The main thing that Watchmen and Maus share is that they’re in their perfect medium: comics. As straight text books they would be too complicated, as cartoons or movies they lose all of their frozen-frame nuances. Maus is primarily the retelling of the author’s father’s experience in Jewish ghettos and concentration camps during the Nazi regime in Europe. He does so by portraying the Jews as mice, the Nazis as cats, and other ethnic groups as various animals. In the second book in this two-part work, the author addresses the reader directly, in human form, but with a mouse mask obscuring his face. This is a gimmick that would not work in written form, it would make absolutely no sense. Watchmen is even better-suited for the comic book format since it is at once a commentary on comic book history and the superhero genre, as well as an engaging narrative about a compelling cast of fictional characters. There is even a comic book within Watchmen, a pirate-themed title called Tales of the Black Freighter, the events of which parallel occurences in the main tale, in (what has since become) traditional Alan Moore style. Indeed, I worried about how this might be handled in the Scott Snyder film version of Watchmen; to have a meta comic within a movie isn’t very meta at all. Happily, they excised it from the movie altogether and instead told only the surface story, leaving the unworkable comic book commentary in the book where it belongs (there was a butchering of Tales of the Black Freighter in horrible cartoon form on some DVD editions, but we can pretend it didn’t happen.)

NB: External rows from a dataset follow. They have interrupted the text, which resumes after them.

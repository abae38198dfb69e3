//! Scripted LLM 客户端（用于测试，无需 API）
//!
//! 按顺序回放预先排好的回复或错误，并记录每一次请求（消息与参数），便于断言调用次数与 prompt 内容。

use std::collections::VecDeque;
use std::sync::Mutex;

use async_trait::async_trait;

use crate::llm::{CompletionOptions, LlmClient, LlmError};
use crate::memory::Message;

/// 一次被记录的请求
#[derive(Debug, Clone)]
pub struct RecordedRequest {
    pub messages: Vec<Message>,
    pub options: CompletionOptions,
}

impl RecordedRequest {
    /// 所有消息内容拼接（断言 prompt 时使用）
    pub fn text(&self) -> String {
        self.messages
            .iter()
            .map(|m| m.content.as_str())
            .collect::<Vec<_>>()
            .join("\n")
    }
}

/// Scripted 客户端：脚本用尽后返回 ApiError
#[derive(Debug, Default)]
pub struct ScriptedLlmClient {
    script: Mutex<VecDeque<Result<String, LlmError>>>,
    requests: Mutex<Vec<RecordedRequest>>,
}

impl ScriptedLlmClient {
    pub fn new<I, S>(replies: I) -> Self
    where
        I: IntoIterator<Item = S>,
        S: Into<String>,
    {
        let client = Self::default();
        for r in replies {
            client.push_reply(r);
        }
        client
    }

    pub fn push_reply(&self, reply: impl Into<String>) {
        if let Ok(mut script) = self.script.lock() {
            script.push_back(Ok(reply.into()));
        }
    }

    pub fn push_error(&self, error: LlmError) {
        if let Ok(mut script) = self.script.lock() {
            script.push_back(Err(error));
        }
    }

    pub fn call_count(&self) -> usize {
        self.requests.lock().map(|r| r.len()).unwrap_or(0)
    }

    pub fn requests(&self) -> Vec<RecordedRequest> {
        self.requests.lock().map(|r| r.clone()).unwrap_or_default()
    }

    /// 剩余未消费的脚本条数
    pub fn remaining(&self) -> usize {
        self.script.lock().map(|s| s.len()).unwrap_or(0)
    }
}

#[async_trait]
impl LlmClient for ScriptedLlmClient {
    async fn complete_with(
        &self,
        messages: &[Message],
        options: &CompletionOptions,
    ) -> Result<String, LlmError> {
        if let Ok(mut requests) = self.requests.lock() {
            requests.push(RecordedRequest {
                messages: messages.to_vec(),
                options: *options,
            });
        }
        let next = self.script.lock().ok().and_then(|mut s| s.pop_front());
        next.unwrap_or_else(|| Err(LlmError::ApiError("script exhausted".to_string())))
    }
}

What interests me is that these two wildly different books get mentioned so often during discussions of the genre. We’re certainly not suffering from a dearth of graphic novels, high-falutin’ or otherwise. The obvious answer is that these were two of the first graphic novels to treat the genre seriously–not the first, but two of the first (he wrote, trying to stave off a lot of angry comments by comic book nerds). These books came out in the 1980s, which is an important decade for comic books for two reasons: one is that the model for comics distribution changed so that publishers could ship books directly to comic book stores. This affected comics because it connected the fan base more securely to publishers, who were no longer jockeying for position on the same racks that carried People magazine and Newsweek. But the other thing that happened in the 1980s, the thing I believe is more profound than and may have contributed greatly to the creation of a direct distribution model, is that baby boomers entered the middle class en masse, and started to pine for their younger days when they’d read Silver Age comic books, safely nestled in their nuclear fallout bunkers and dreaming of Russian space dogs. Or something like that. My father, one of the aforementioned baby boomers, had tomes upon tomes collecting various comic books and comic strips from his childhood, and throughout my time growing up would regularly bring home newer editions. It didn’t occur to me, at the time, that I was seeing something relatively new and unique to my parents’ generation, who had grown up squirreling comics in the bottom of their clothes closet, only to have them thrown away by mom during freshman year away at college. For my part, this reference material gave me the opportunity to learn about Dreams of a Rarebit Fiend and EC’s The Vault of Horror. I was able to read an entire year’s worth of Popeye comic strips, then put that aside to look at the origin issue of Plastic Man.


As mentioned before, I don’t buy “floppy” comic books, I prefer the collected trade editions and standalone graphic novels when it comes to my panel stories. I think this is partially owed to the fact that there were so many comic book books around my house when I was a kid, it never occurred to me that it might be weird to own and pursue such things. My dad is very literate, always reading two and often three beefy books at a time, but that doesn’t stop him from poring lovingly over old issues of Donald Duck or the collected Barney Google strips. I think that this is a somewhat modern mindset: many of my peers do the same as I do, ignoring floppy comics and waiting patiently for them to appear as inevitable trade editions. So you might see me reading The Epic of New York City on the subway, or you might see me reading Vertigo’s Preacher comic series. Arguing whether or not comic books are actual art or should be taken seriously is dead, you either think comics are worthwhile or you don’t. Now the discussion turns to: what are the greatest examples in the medium of notch-bound graphic novels and collected trade editions?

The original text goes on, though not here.